◆ About this exercise
Check every line below for the word "CityWeather" and copy the ones that have it.

◆ ◆ ◆ ◆

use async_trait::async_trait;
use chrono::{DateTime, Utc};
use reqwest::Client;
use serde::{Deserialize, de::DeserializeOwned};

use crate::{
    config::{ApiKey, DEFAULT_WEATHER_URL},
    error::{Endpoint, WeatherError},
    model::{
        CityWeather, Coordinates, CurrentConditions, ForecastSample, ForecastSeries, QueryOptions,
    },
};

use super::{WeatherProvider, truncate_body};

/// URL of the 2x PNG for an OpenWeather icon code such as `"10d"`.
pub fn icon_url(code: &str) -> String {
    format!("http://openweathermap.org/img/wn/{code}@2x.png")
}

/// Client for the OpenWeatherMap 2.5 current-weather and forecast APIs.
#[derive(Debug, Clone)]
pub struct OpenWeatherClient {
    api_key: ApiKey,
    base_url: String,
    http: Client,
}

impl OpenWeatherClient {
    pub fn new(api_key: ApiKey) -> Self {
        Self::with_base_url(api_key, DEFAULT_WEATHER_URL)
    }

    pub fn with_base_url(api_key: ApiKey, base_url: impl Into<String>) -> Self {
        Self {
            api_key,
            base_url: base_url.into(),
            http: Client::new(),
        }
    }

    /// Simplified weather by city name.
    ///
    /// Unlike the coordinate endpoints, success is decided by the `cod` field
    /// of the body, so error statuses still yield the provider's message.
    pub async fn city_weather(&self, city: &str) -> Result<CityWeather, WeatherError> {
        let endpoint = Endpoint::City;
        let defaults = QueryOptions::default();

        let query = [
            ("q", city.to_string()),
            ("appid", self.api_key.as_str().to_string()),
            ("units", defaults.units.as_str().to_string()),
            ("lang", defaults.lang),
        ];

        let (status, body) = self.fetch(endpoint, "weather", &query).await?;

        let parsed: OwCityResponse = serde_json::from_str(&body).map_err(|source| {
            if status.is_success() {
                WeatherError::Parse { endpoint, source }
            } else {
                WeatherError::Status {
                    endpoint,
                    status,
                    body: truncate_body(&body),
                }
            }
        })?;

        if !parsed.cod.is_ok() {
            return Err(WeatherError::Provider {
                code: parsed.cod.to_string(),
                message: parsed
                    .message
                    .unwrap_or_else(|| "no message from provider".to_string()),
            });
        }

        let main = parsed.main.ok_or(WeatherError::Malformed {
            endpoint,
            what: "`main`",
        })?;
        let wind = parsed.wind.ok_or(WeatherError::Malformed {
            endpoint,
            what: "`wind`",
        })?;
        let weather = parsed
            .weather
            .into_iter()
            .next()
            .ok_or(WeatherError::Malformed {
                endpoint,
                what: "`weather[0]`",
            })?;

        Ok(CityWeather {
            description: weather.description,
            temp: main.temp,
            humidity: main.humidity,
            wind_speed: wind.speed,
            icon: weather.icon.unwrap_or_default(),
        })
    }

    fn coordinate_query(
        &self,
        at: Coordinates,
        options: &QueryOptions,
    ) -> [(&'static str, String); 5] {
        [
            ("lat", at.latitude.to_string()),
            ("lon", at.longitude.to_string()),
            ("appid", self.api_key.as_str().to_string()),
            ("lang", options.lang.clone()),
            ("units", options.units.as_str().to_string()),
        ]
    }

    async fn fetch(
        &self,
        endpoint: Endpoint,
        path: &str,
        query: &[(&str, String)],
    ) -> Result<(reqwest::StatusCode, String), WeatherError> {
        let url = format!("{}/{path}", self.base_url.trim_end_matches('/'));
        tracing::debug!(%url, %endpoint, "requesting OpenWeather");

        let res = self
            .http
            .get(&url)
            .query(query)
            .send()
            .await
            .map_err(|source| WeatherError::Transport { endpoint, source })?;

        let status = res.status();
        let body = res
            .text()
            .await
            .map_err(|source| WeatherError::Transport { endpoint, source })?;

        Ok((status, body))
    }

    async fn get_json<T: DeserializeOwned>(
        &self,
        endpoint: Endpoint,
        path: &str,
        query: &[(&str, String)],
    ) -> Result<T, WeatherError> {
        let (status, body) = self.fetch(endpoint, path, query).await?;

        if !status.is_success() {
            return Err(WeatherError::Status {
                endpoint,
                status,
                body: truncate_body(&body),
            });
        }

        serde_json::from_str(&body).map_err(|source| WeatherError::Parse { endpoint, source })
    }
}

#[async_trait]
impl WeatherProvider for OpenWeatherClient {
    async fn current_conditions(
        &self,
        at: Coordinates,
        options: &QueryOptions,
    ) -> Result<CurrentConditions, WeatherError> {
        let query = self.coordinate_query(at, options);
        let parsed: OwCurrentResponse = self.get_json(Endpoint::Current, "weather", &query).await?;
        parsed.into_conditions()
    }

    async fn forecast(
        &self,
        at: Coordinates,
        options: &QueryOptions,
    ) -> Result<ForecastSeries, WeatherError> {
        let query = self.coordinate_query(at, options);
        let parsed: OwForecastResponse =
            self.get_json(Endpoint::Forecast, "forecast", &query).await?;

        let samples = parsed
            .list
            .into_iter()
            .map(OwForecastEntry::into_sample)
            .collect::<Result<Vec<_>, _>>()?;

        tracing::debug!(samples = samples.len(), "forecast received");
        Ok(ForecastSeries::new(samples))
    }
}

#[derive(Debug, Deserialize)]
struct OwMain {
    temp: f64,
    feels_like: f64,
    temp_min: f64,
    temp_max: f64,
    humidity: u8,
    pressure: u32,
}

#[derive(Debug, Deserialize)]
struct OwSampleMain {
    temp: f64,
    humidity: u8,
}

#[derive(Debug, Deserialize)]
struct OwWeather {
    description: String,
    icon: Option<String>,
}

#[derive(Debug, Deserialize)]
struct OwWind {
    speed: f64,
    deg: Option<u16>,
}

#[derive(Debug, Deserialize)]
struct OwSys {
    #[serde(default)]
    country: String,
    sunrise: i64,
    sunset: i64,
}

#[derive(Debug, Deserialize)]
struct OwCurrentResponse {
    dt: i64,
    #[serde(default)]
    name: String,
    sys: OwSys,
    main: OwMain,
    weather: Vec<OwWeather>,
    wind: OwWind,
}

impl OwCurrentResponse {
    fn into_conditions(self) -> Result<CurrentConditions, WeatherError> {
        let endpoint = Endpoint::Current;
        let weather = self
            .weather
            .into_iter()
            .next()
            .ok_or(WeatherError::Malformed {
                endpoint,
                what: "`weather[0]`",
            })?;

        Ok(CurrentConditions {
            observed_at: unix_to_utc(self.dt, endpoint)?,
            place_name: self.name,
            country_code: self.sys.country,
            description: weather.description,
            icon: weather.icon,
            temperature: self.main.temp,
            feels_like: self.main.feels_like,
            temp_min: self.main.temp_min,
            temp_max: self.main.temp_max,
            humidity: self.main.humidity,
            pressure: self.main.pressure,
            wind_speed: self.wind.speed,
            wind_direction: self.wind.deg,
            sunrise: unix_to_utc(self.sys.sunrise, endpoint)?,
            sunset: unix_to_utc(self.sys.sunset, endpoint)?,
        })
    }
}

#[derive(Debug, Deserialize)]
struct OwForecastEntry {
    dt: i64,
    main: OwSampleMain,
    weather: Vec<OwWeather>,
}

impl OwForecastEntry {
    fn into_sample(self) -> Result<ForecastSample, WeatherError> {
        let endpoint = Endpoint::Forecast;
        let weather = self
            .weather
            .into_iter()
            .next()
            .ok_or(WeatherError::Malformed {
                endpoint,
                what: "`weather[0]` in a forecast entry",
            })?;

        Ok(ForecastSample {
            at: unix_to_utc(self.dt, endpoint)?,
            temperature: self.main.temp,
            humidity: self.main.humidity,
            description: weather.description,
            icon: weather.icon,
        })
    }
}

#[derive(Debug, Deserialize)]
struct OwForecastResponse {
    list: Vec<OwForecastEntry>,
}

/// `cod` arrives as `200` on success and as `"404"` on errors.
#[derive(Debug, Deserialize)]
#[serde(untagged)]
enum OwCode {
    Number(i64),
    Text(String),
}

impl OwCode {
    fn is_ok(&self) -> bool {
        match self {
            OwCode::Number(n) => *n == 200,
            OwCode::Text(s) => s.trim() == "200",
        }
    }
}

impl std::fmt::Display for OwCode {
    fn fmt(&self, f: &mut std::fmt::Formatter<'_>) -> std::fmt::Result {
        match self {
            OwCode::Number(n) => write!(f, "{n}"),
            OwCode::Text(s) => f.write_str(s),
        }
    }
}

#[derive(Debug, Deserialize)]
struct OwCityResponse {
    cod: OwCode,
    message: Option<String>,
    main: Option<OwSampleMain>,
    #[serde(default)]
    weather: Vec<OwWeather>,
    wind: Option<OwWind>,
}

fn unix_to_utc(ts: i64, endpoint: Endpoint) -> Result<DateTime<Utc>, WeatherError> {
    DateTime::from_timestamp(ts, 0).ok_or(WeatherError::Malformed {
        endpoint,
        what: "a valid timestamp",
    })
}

◆ ◆ ◆ ◆

◆ Result of this task
        CityWeather, Coordinates, CurrentConditions, ForecastSample, ForecastSeries, QueryOptions,
    pub async fn city_weather(&self, city: &str) -> Result<CityWeather, WeatherError> {
        Ok(CityWeather {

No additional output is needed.